Abstract

This paper addresses inequality and marginality in Russia through an urban lens. Mono-industrial cities, in short “monotowns”, are attractive locations for this research because of the legacy of city-building enterprises, industrial reconstruction, and crisis. Approaching experiences of people, whose voices are rarely heard in studies of (pre-war) Russia, the paper addresses two interconnected questions: How do people in monotowns describe experiences with marginality in the everyday? What does marginality mean for politics and societal development in Russia at war? The empirical analysis draws on experiences from three monotowns, Tolyatti, Nikel, and Zapolyarny.
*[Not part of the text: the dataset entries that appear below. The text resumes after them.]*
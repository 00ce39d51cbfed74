//! Export helpers for solver traces and JSON dumps.

use std::fs::{self, File};
use std::io::{self, BufWriter, Write};
use std::path::Path;

use orbital_solver::Step;
use serde::Serialize;

/// Create a writer for the target path, handling stdout (`-`) by convention.
pub fn writer_for_path(path: &Path) -> io::Result<Box<dyn Write>> {
    if path == Path::new("-") {
        return Ok(Box::new(BufWriter::new(io::stdout())));
    }
    if let Some(parent) = path.parent() {
        if !parent.as_os_str().is_empty() {
            fs::create_dir_all(parent)?;
        }
    }
    let file = File::create(path)?;
    Ok(Box::new(BufWriter::new(file)))
}

/// One line per step, in the order the values were obtained.
pub fn write_trace(writer: &mut dyn Write, trace: &[Step]) -> io::Result<()> {
    for step in trace {
        writeln!(writer, "{step}")?;
    }
    Ok(())
}

/// Pretty-printed JSON followed by a newline.
pub fn write_json<T: Serialize + ?Sized>(writer: &mut dyn Write, value: &T) -> io::Result<()> {
    serde_json::to_writer_pretty(&mut *writer, value)?;
    writeln!(writer)
}

/// The trace, then `Raw data:` and the JSON dump of the resolved value.
pub fn write_report<T: Serialize + ?Sized>(
    writer: &mut dyn Write,
    trace: &[Step],
    value: &T,
) -> io::Result<()> {
    write_trace(writer, trace)?;
    writeln!(writer)?;
    writeln!(writer, "Raw data:")?;
    write_json(writer, value)?;
    writer.flush()
}

#[cfg(test)]
mod tests {
    use super::*;
    use orbital_core::Quantity;
    use rust_decimal_macros::dec;

    fn trace() -> Vec<Step> {
        vec![
            Step::Given {
                param: "ra",
                value: Quantity::new(dec!(42164), "km"),
            },
            Step::Derived {
                param: "a",
                via: "a = (ra + rp) / 2",
                inputs: vec![
                    ("ra", Quantity::new(dec!(42164), "km")),
                    ("rp", Quantity::new(dec!(6578), "km")),
                ],
                value: Quantity::new(dec!(24371), "km"),
            },
        ]
    }

    #[test]
    fn report_lists_steps_then_json() {
        let mut out = Vec::new();
        write_report(&mut out, &trace(), &serde_json::json!({ "a": "24371" })).unwrap();
        let text = String::from_utf8(out).unwrap();
        let mut lines = text.lines();
        assert_eq!(lines.next(), Some("[ra] given as 42164.000 km"));
        assert_eq!(
            lines.next(),
            Some("[a] = 24371.000 km via a = (ra + rp) / 2 from {ra = 42164.000 km, rp = 6578.000 km}")
        );
        assert!(text.contains("Raw data:\n{\n  \"a\": \"24371\"\n}\n"));
    }

    #[test]
    fn writer_creates_parent_directories() {
        let dir = tempfile::tempdir().unwrap();
        let path = dir.path().join("nested/out.json");
        {
            let mut writer = writer_for_path(&path).unwrap();
            write_json(&mut *writer, &trace()).unwrap();
        }
        let written: serde_json::Value =
            serde_json::from_str(&std::fs::read_to_string(&path).unwrap()).unwrap();
        assert_eq!(written[1]["kind"], "derived");
        assert_eq!(written[1]["value"]["unit"], "km");
    }
}
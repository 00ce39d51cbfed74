//! Physical data for the Sun and the planets.
//!
//! The built-in catalog is immutable and shared process-wide. A [`Catalog`]
//! layers bodies loaded from configuration on top of it.

mod catalog;

use chrono::{DateTime, TimeDelta, Utc};
use orbital_core::constants::J2000_UNIX_SECONDS;
use serde::{Deserialize, Serialize};
use thiserror::Error;

pub use catalog::{Catalog, builtin, lookup};

/// A central or orbiting body. Fields that do not apply (the Sun has no
/// heliocentric orbit) are `NaN`.
#[derive(Debug, Clone, PartialEq, Serialize, Deserialize)]
pub struct Body {
    pub name: String,
    #[serde(default = "unknown")]
    pub mass_kg: f64,
    pub mu_km3_s2: f64,
    #[serde(default = "unknown")]
    pub semi_major_axis_km: f64,
    pub radius_km: f64,
    #[serde(default = "unknown")]
    pub mean_speed_km_s: f64,
    /// Mean longitude at the reference epoch.
    #[serde(default = "unknown")]
    pub mean_longitude_deg: f64,
    #[serde(default = "j2000")]
    pub reference_epoch: DateTime<Utc>,
    #[serde(default = "unknown")]
    pub orbital_period_days: f64,
}

#[derive(Debug, Clone, PartialEq, Eq, Error)]
#[error("unknown body `{0}`")]
pub struct UnknownBodyError(pub String);

impl Body {
    #[allow(clippy::too_many_arguments)]
    pub(crate) fn new(
        name: &str,
        mass_kg: f64,
        mu_km3_s2: f64,
        semi_major_axis_km: f64,
        radius_km: f64,
        mean_speed_km_s: f64,
        mean_longitude_deg: f64,
        orbital_period_days: f64,
    ) -> Self {
        Self {
            name: name.to_string(),
            mass_kg,
            mu_km3_s2,
            semi_major_axis_km,
            radius_km,
            mean_speed_km_s,
            mean_longitude_deg,
            reference_epoch: j2000(),
            orbital_period_days,
        }
    }

    pub fn mu(&self) -> Option<f64> {
        known(self.mu_km3_s2)
    }

    pub fn radius(&self) -> Option<f64> {
        known(self.radius_km)
    }

    pub fn semi_major_axis(&self) -> Option<f64> {
        known(self.semi_major_axis_km)
    }

    pub fn mean_longitude(&self) -> Option<f64> {
        known(self.mean_longitude_deg)
    }

    pub fn orbital_period(&self) -> Option<f64> {
        known(self.orbital_period_days)
    }

    /// Whether the body has the heliocentric elements a transfer endpoint needs.
    pub fn is_orbiting(&self) -> bool {
        self.semi_major_axis().is_some()
            && self.orbital_period().is_some()
            && self.mean_longitude().is_some()
    }
}

/// The J2000 epoch, 2000-01-01 12:00 UTC.
pub fn j2000() -> DateTime<Utc> {
    DateTime::UNIX_EPOCH + TimeDelta::seconds(J2000_UNIX_SECONDS)
}

fn unknown() -> f64 {
    f64::NAN
}

fn known(value: f64) -> Option<f64> {
    value.is_finite().then_some(value)
}
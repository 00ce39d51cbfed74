//! Closed-form relations used both by the formula tables and directly by callers.

use orbital_core::numeric::{self, NumericError, add, div, mul, sqrt, sub};
use orbital_core::Decimal;

/// `ε = (ra − rp) / (ra + rp)`, rounded to the working precision.
pub fn eccentricity_from_radii(ra: Decimal, rp: Decimal) -> Result<Decimal, NumericError> {
    Ok(numeric::round_eccentricity(div(sub(ra, rp)?, add(ra, rp)?)?))
}

/// Speed of a circular orbit of radius `r`.
pub fn circular_speed(mu: Decimal, r: Decimal) -> Result<Decimal, NumericError> {
    sqrt(div(mu, r)?)
}

/// Vis-viva: speed at radius `r` on a conic with semi-major axis `a`
/// (positive for ellipses).
pub fn vis_viva(mu: Decimal, r: Decimal, a: Decimal) -> Result<Decimal, NumericError> {
    sqrt(mul(mu, sub(div(Decimal::TWO, r)?, div(Decimal::ONE, a)?)?)?)
}

/// Orbit equation `r = p / (1 + ε cos φ)` for a true anomaly in degrees.
pub fn orbit_radius(p: Decimal, epsilon: Decimal, anomaly_deg: Decimal) -> Result<Decimal, NumericError> {
    let cos = numeric::from_f64(numeric::cos_deg(anomaly_deg))?;
    div(p, add(Decimal::ONE, mul(epsilon, cos)?)?)
}

/// Speed at periapsis `rp` of a conic with semi-latus rectum `p`.
pub fn periapsis_speed(mu: Decimal, rp: Decimal, epsilon: Decimal, p: Decimal) -> Result<Decimal, NumericError> {
    apsis_speed(mu, rp, epsilon, p)
}

/// `v = √(mu (2/r + (ε² − 1)/p))` at an apsis `r`.
pub(crate) fn apsis_speed(mu: Decimal, r: Decimal, epsilon: Decimal, p: Decimal) -> Result<Decimal, NumericError> {
    let energy = add(div(Decimal::TWO, r)?, div(sub(mul(epsilon, epsilon)?, Decimal::ONE)?, p)?)?;
    sqrt(mul(mu, energy)?)
}

#[cfg(test)]
mod tests {
    use super::*;
    use approx::assert_relative_eq;
    use rust_decimal_macros::dec;

    #[test]
    fn geostationary_transfer_eccentricity() {
        let epsilon = eccentricity_from_radii(dec!(42164), dec!(6578)).unwrap();
        // (42164 − 6578) / (42164 + 6578)
        assert_relative_eq!(numeric::to_f64(epsilon), 0.730089, epsilon = 1e-6);
    }

    #[test]
    fn low_earth_orbit_speed() {
        let v = circular_speed(dec!(398599), dec!(6578)).unwrap();
        assert_relative_eq!(numeric::to_f64(v), 7.784, epsilon = 1e-3);
    }

    #[test]
    fn vis_viva_matches_circular_speed_on_circles() {
        let circular = circular_speed(dec!(398599), dec!(7000)).unwrap();
        let vis = vis_viva(dec!(398599), dec!(7000), dec!(7000)).unwrap();
        assert_relative_eq!(numeric::to_f64(circular), numeric::to_f64(vis), epsilon = 1e-9);
    }

    #[test]
    fn orbit_radius_at_apsides() {
        let epsilon = eccentricity_from_radii(dec!(42164), dec!(6578)).unwrap();
        let p = dec!(6578) * (Decimal::ONE + epsilon);
        let rp = orbit_radius(p, epsilon, dec!(0)).unwrap();
        let ra = orbit_radius(p, epsilon, dec!(180)).unwrap();
        assert_relative_eq!(numeric::to_f64(rp), 6578.0, max_relative = 1e-9);
        assert_relative_eq!(numeric::to_f64(ra), 42164.0, max_relative = 1e-6);
    }

    #[test]
    fn periapsis_speed_on_circle_is_circular() {
        let v = periapsis_speed(dec!(398599), dec!(6578), dec!(0), dec!(6578)).unwrap();
        assert_relative_eq!(numeric::to_f64(v), 7.784, epsilon = 1e-3);
    }
}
Interviews were conducted in the period 2019–2022. The analysis illustrates subjective experiences with urban transformation and includes reflections on industrial restructuring, downsizing, and precarity, as well as civic activism, entrepreneurship, and self-employment. Across these experiences, narratives of marginality and decay emerge, which complement research on political economic change in Russia with perspectives on a new social periphery. This development in monotows is situated in context of the global financial crisis 2008 and the annexation of Crimea in 2014. In conclusion, the experiences are about subjects living through the “transit” and endless “collapse” of the previous system. A final discussion addresses the risk marginality entails for political legitimacy in Russia.